Louisiana Highway 3091 (LA 3091) runs 2.52 mi in a general north-south direction from LA 620 to LA 413 north of Erwinville, West Baton Rouge Parish. The highway heads north from LA 620 then turns west, skirting the Pointe Coupee Parish line, to its terminus at LA 413.

==Louisiana Highway 3092==

Louisiana Highway 3092 (LA 3092) runs 6.42 mi in Lake Charles.

==Louisiana Highway 3093==

Louisiana Highway 3093 (LA 3093) runs 4.01 mi in Wright, Vermillion Parish.

==Louisiana Highway 3094==

Louisiana Highway 3094 (LA 3094) runs 3.99 mi in Shreveport.

==Louisiana Highway 3096==

Louisiana Highway 3096 (LA 3096) runs 2.55 mi in Evangeline Parish.
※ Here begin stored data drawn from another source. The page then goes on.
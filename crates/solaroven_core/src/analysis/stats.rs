//! Descriptive statistics over `f64` samples.
//!
//! Every function returns `None` for inputs too short to define the statistic.

#[must_use]
pub fn mean(values: &[f64]) -> Option<f64> {
    if values.is_empty() {
        return None;
    }
    Some(values.iter().sum::<f64>() / values.len() as f64)
}

#[must_use]
pub fn min(values: &[f64]) -> Option<f64> {
    values.iter().copied().reduce(f64::min)
}

#[must_use]
pub fn max(values: &[f64]) -> Option<f64> {
    values.iter().copied().reduce(f64::max)
}

/// Sample standard deviation (n - 1 denominator)
#[must_use]
pub fn std_dev(values: &[f64]) -> Option<f64> {
    if values.len() < 2 {
        return None;
    }
    let m = mean(values)?;
    let sum_sq: f64 = values.iter().map(|v| (v - m).powi(2)).sum();
    Some((sum_sq / (values.len() - 1) as f64).sqrt())
}

/// Percentile with linear interpolation between closest ranks.
///
/// `p` is a fraction in `[0, 1]`; values outside are clamped.
#[must_use]
pub fn percentile(values: &[f64], p: f64) -> Option<f64> {
    if values.is_empty() {
        return None;
    }
    let mut sorted = values.to_vec();
    sorted.sort_by(f64::total_cmp);

    let rank = p.clamp(0.0, 1.0) * (sorted.len() - 1) as f64;
    let lower = rank.floor() as usize;
    let upper = rank.ceil() as usize;
    let weight = rank - lower as f64;
    Some(sorted[lower] + (sorted[upper] - sorted[lower]) * weight)
}

/// Pearson correlation coefficient of two equally long series.
///
/// Returns `None` when lengths differ, fewer than two points are given,
/// or either series is constant.
#[must_use]
pub fn pearson_correlation(xs: &[f64], ys: &[f64]) -> Option<f64> {
    if xs.len() != ys.len() || xs.len() < 2 {
        return None;
    }
    let mx = mean(xs)?;
    let my = mean(ys)?;

    let mut cov = 0.0;
    let mut var_x = 0.0;
    let mut var_y = 0.0;
    for (x, y) in xs.iter().zip(ys) {
        let dx = x - mx;
        let dy = y - my;
        cov += dx * dy;
        var_x += dx * dx;
        var_y += dy * dy;
    }

    if var_x == 0.0 || var_y == 0.0 {
        return None;
    }
    Some(cov / (var_x.sqrt() * var_y.sqrt()))
}
use std::fmt;

use serde::{Deserialize, Serialize};

use crate::error::ConfigError;
use crate::model::{NoiseProfile, OvenProfiles, OvenType, RadiationProfile};

/// Tolerance when deciding whether a sample falls on the session end
const TIME_EPSILON: f64 = 1e-9;

/// Upper bound on samples per oven in one session
pub const MAX_SAMPLES: usize = 100_000;

/// Stage of a cooking session
#[derive(Debug, Clone, Copy, PartialEq, Eq, Hash, PartialOrd, Ord, Serialize, Deserialize)]
pub enum CookingPhase {
    Warmup,
    Cooking,
    Maintenance,
}

impl CookingPhase {
    pub const ALL: [CookingPhase; 3] = [
        CookingPhase::Warmup,
        CookingPhase::Cooking,
        CookingPhase::Maintenance,
    ];

    #[must_use]
    pub fn label(self) -> &'static str {
        match self {
            CookingPhase::Warmup => "Warmup",
            CookingPhase::Cooking => "Cooking",
            CookingPhase::Maintenance => "Maintenance",
        }
    }
}

impl fmt::Display for CookingPhase {
    fn fmt(&self, f: &mut fmt::Formatter<'_>) -> fmt::Result {
        f.write_str(self.label())
    }
}

/// Everything needed to simulate one cooking session
///
/// Temperatures are in °C, times in minutes, irradiance in W/m².
/// Every field has a default so partial config files work.
#[derive(Debug, Clone, PartialEq, Serialize, Deserialize)]
#[serde(default)]
pub struct SessionConfig {
    pub duration_minutes: f64,
    pub sample_interval_minutes: f64,
    pub ambient_temp_c: f64,
    /// Temperature needed for effective cooking
    pub cooking_threshold_c: f64,
    /// Upper clamp for generated temperatures
    pub max_plausible_temp_c: f64,
    /// Temperature rise per kW/m² of absorbed irradiance
    pub heat_gain_c: f64,
    pub warmup_end_minutes: f64,
    pub cooking_end_minutes: f64,
    pub radiation: RadiationProfile,
    pub temperature_noise: NoiseProfile,
    pub ovens: OvenProfiles,
    /// Oven the others are compared against in efficiency summaries
    pub baseline: OvenType,
}

impl Default for SessionConfig {
    fn default() -> Self {
        Self {
            duration_minutes: 120.0,
            sample_interval_minutes: 5.0,
            ambient_temp_c: 25.0,
            cooking_threshold_c: 80.0,
            max_plausible_temp_c: 350.0,
            heat_gain_c: 150.0,
            warmup_end_minutes: 30.0,
            cooking_end_minutes: 90.0,
            radiation: RadiationProfile::default(),
            temperature_noise: NoiseProfile::THERMOMETER,
            ovens: OvenProfiles::default(),
            baseline: OvenType::Box,
        }
    }
}

impl SessionConfig {
    pub fn validate(&self) -> Result<(), ConfigError> {
        if !(self.duration_minutes > 0.0 && self.duration_minutes.is_finite()) {
            return Err(ConfigError::InvalidSessionLength(self.duration_minutes));
        }
        if !(self.sample_interval_minutes > 0.0
            && self.sample_interval_minutes <= self.duration_minutes
            && self.duration_minutes / self.sample_interval_minutes <= MAX_SAMPLES as f64)
        {
            return Err(ConfigError::InvalidSampleInterval {
                interval: self.sample_interval_minutes,
                session: self.duration_minutes,
            });
        }
        if !(self.warmup_end_minutes > 0.0 && self.warmup_end_minutes <= self.cooking_end_minutes)
        {
            return Err(ConfigError::InvalidPhaseBoundaries {
                warmup_end: self.warmup_end_minutes,
                cooking_end: self.cooking_end_minutes,
            });
        }
        if !(self.ambient_temp_c.is_finite()
            && self.max_plausible_temp_c.is_finite()
            && self.max_plausible_temp_c > self.ambient_temp_c)
        {
            return Err(ConfigError::InvalidTemperatureRange {
                ambient: self.ambient_temp_c,
                ceiling: self.max_plausible_temp_c,
            });
        }
        if !(self.heat_gain_c > 0.0 && self.heat_gain_c.is_finite()) {
            return Err(ConfigError::InvalidHeatGain(self.heat_gain_c));
        }
        self.radiation.validate()?;
        self.temperature_noise.validate()?;
        self.ovens.validate()
    }

    /// Number of samples in the session (the end point is excluded)
    #[must_use]
    pub fn sample_count(&self) -> usize {
        if self.sample_interval_minutes <= 0.0 || self.duration_minutes <= 0.0 {
            return 0;
        }
        let count = (self.duration_minutes / self.sample_interval_minutes - TIME_EPSILON).ceil();
        (count as usize).min(MAX_SAMPLES)
    }

    /// Sample times `0, dt, 2dt, ...` strictly before the session end
    #[must_use]
    pub fn time_points(&self) -> Vec<f64> {
        (0..self.sample_count())
            .map(|i| i as f64 * self.sample_interval_minutes)
            .collect()
    }

    #[must_use]
    pub fn phase_at(&self, minutes: f64) -> CookingPhase {
        if minutes < self.warmup_end_minutes {
            CookingPhase::Warmup
        } else if minutes < self.cooking_end_minutes {
            CookingPhase::Cooking
        } else {
            CookingPhase::Maintenance
        }
    }

    /// Copy of this config with a different session length
    #[must_use]
    pub fn with_duration(&self, minutes: f64) -> Self {
        Self {
            duration_minutes: minutes,
            ..self.clone()
        }
    }
}

#[cfg(test)]
mod tests {
    use super::*;

    #[test]
    fn test_default_time_points() {
        let config = SessionConfig::default();
        let points = config.time_points();
        assert_eq!(points.len(), 24);
        assert_eq!(points.first(), Some(&0.0));
        assert_eq!(points.last(), Some(&115.0));
    }

    #[test]
    fn test_uneven_interval_excludes_end() {
        let config = SessionConfig {
            duration_minutes: 10.0,
            sample_interval_minutes: 3.0,
            ..Default::default()
        };
        assert_eq!(config.time_points(), vec![0.0, 3.0, 6.0, 9.0]);
    }

    #[test]
    fn test_fractional_interval_rounding() {
        let config = SessionConfig {
            duration_minutes: 1.0,
            sample_interval_minutes: 0.1,
            ..Default::default()
        };
        assert_eq!(config.sample_count(), 10);
    }

    #[test]
    fn test_phase_boundaries() {
        let config = SessionConfig::default();
        assert_eq!(config.phase_at(0.0), CookingPhase::Warmup);
        assert_eq!(config.phase_at(25.0), CookingPhase::Warmup);
        assert_eq!(config.phase_at(30.0), CookingPhase::Cooking);
        assert_eq!(config.phase_at(85.0), CookingPhase::Cooking);
        assert_eq!(config.phase_at(90.0), CookingPhase::Maintenance);
    }

    #[test]
    fn test_non_positive_session_length_rejected() {
        for minutes in [0.0, -5.0, f64::NAN, f64::INFINITY] {
            let config = SessionConfig::default().with_duration(minutes);
            assert!(
                matches!(
                    config.validate(),
                    Err(ConfigError::InvalidSessionLength(_))
                ),
                "duration {minutes} should be rejected"
            );
        }
    }

    #[test]
    fn test_interval_longer_than_session_rejected() {
        let config = SessionConfig {
            duration_minutes: 10.0,
            sample_interval_minutes: 15.0,
            ..Default::default()
        };
        assert!(matches!(
            config.validate(),
            Err(ConfigError::InvalidSampleInterval { .. })
        ));
    }

    #[test]
    fn test_tiny_interval_rejected() {
        let config = SessionConfig {
            sample_interval_minutes: 1e-300,
            ..Default::default()
        };
        assert!(matches!(
            config.validate(),
            Err(ConfigError::InvalidSampleInterval { .. })
        ));
        assert_eq!(config.sample_count(), MAX_SAMPLES);
    }

    #[test]
    fn test_fine_interval_accepted() {
        let config = SessionConfig {
            sample_interval_minutes: 0.01,
            ..Default::default()
        };
        assert!(config.validate().is_ok());
        assert_eq!(config.sample_count(), 12_000);
    }

    #[test]
    fn test_non_finite_noise_means_rejected() {
        for mean in [f64::NAN, f64::INFINITY] {
            let noisy = SessionConfig {
                temperature_noise: NoiseProfile::Normal { mean, std_dev: 3.0 },
                ..Default::default()
            };
            assert!(matches!(
                noisy.validate(),
                Err(ConfigError::InvalidNoiseProfile { .. })
            ));

            let mut jittered = SessionConfig::default();
            jittered.radiation.jitter = NoiseProfile::Normal { mean, std_dev: 0.1 };
            assert!(matches!(
                jittered.validate(),
                Err(ConfigError::InvalidNoiseProfile { .. })
            ));
        }
    }

    #[test]
    fn test_inverted_phases_rejected() {
        let config = SessionConfig {
            warmup_end_minutes: 60.0,
            cooking_end_minutes: 30.0,
            ..Default::default()
        };
        assert!(matches!(
            config.validate(),
            Err(ConfigError::InvalidPhaseBoundaries { .. })
        ));
    }

    #[test]
    fn test_ceiling_below_ambient_rejected() {
        let config = SessionConfig {
            max_plausible_temp_c: 20.0,
            ..Default::default()
        };
        assert!(matches!(
            config.validate(),
            Err(ConfigError::InvalidTemperatureRange { .. })
        ));
    }
}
==Louisiana Highway 3097==

Louisiana Highway 3097 (LA 3097) runs 2.06 mi in Ville Platte.

==Louisiana Highway 3098==

Louisiana Highway 3098 (LA 3098) runs 3.91 mi in a southeast to northwest direction from US 165 in Georgetown, Grant Parish to LA 1230 on the Winn Parish line.

The route initially heads north on a bypassed former alignment of US 165 through a forested area within the village of Georgetown. After 0.5 mi, the highway intersects LA 1230. Less than 1 mi later, LA 3098 turns off to the northwest and passes near an area known as Rochelle. It proceeds to a second junction with LA 1230 on the Grant-Winn parish line. LA 3098 is an undivided two-lane highway for its entire length.

| Parish | Location | mi | km | Destinations | Notes |
| Grant | Georgetown | 0.0 | 0.0 | US 165 south | Southern terminus |
| 0.5 | 0.80 | LA 1230 |  |
| Grant–Winn parish line | ​ | 3.9 | 6.3 | LA 1230 | Northern terminus |
1.000 mi = 1.609 km; 1.000 km = 0.621 mi

==Louisiana Highway 3099==

Louisiana Highway 3099 (LA 3099) runs 2.88 mi in DeRidder.